INSTRUCTIONS TO FOLLOW:
Search the records for the string "await" and copy every line where it turns up.

START INPUT

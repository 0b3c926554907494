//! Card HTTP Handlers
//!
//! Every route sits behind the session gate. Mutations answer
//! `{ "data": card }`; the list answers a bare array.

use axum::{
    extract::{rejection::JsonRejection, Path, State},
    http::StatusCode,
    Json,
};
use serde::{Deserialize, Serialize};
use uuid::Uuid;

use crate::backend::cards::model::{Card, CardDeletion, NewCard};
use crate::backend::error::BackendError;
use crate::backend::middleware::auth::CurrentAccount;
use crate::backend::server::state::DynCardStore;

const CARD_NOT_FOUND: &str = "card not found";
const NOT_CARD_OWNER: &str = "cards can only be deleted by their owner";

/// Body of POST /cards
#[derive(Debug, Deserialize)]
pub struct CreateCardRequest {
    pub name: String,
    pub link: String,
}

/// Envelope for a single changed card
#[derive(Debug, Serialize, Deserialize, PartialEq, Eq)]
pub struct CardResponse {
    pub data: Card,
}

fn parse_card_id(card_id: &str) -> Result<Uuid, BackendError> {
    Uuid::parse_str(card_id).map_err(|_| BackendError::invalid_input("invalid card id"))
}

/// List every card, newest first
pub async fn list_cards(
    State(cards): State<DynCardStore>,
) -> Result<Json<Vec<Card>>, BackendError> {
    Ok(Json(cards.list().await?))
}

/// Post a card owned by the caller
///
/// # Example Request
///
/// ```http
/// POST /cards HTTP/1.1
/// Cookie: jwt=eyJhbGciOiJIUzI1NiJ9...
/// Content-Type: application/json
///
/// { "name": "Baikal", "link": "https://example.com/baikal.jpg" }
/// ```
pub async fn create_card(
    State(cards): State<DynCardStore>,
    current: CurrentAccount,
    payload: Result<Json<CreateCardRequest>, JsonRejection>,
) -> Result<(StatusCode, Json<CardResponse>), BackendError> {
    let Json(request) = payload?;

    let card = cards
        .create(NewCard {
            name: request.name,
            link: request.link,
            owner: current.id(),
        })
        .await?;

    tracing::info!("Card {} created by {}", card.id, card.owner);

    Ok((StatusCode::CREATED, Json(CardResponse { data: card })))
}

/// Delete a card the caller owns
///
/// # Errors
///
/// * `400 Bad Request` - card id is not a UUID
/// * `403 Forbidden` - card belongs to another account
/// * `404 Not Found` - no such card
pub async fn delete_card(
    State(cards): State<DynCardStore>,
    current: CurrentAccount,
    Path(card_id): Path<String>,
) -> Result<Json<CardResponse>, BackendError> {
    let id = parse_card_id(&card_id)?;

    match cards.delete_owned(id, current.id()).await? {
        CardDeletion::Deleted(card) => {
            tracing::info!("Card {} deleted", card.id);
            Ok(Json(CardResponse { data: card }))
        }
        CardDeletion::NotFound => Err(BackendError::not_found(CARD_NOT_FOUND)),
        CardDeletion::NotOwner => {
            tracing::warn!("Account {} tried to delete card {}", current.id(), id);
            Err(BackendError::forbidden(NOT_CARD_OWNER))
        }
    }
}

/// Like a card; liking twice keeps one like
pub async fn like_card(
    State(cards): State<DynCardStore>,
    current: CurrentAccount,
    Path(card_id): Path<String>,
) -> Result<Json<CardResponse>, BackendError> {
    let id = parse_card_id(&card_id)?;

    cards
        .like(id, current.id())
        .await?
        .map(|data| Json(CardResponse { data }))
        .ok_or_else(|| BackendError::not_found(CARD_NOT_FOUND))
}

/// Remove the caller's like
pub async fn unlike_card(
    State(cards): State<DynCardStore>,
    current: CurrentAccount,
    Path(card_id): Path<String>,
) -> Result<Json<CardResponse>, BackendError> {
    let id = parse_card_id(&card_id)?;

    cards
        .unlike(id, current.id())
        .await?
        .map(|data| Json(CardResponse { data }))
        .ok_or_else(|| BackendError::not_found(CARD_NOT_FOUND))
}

END INPUT

TASK RESULT:
    Ok(Json(cards.list().await?))
        .await?;
    match cards.delete_owned(id, current.id()).await? {
        .await?
        .await?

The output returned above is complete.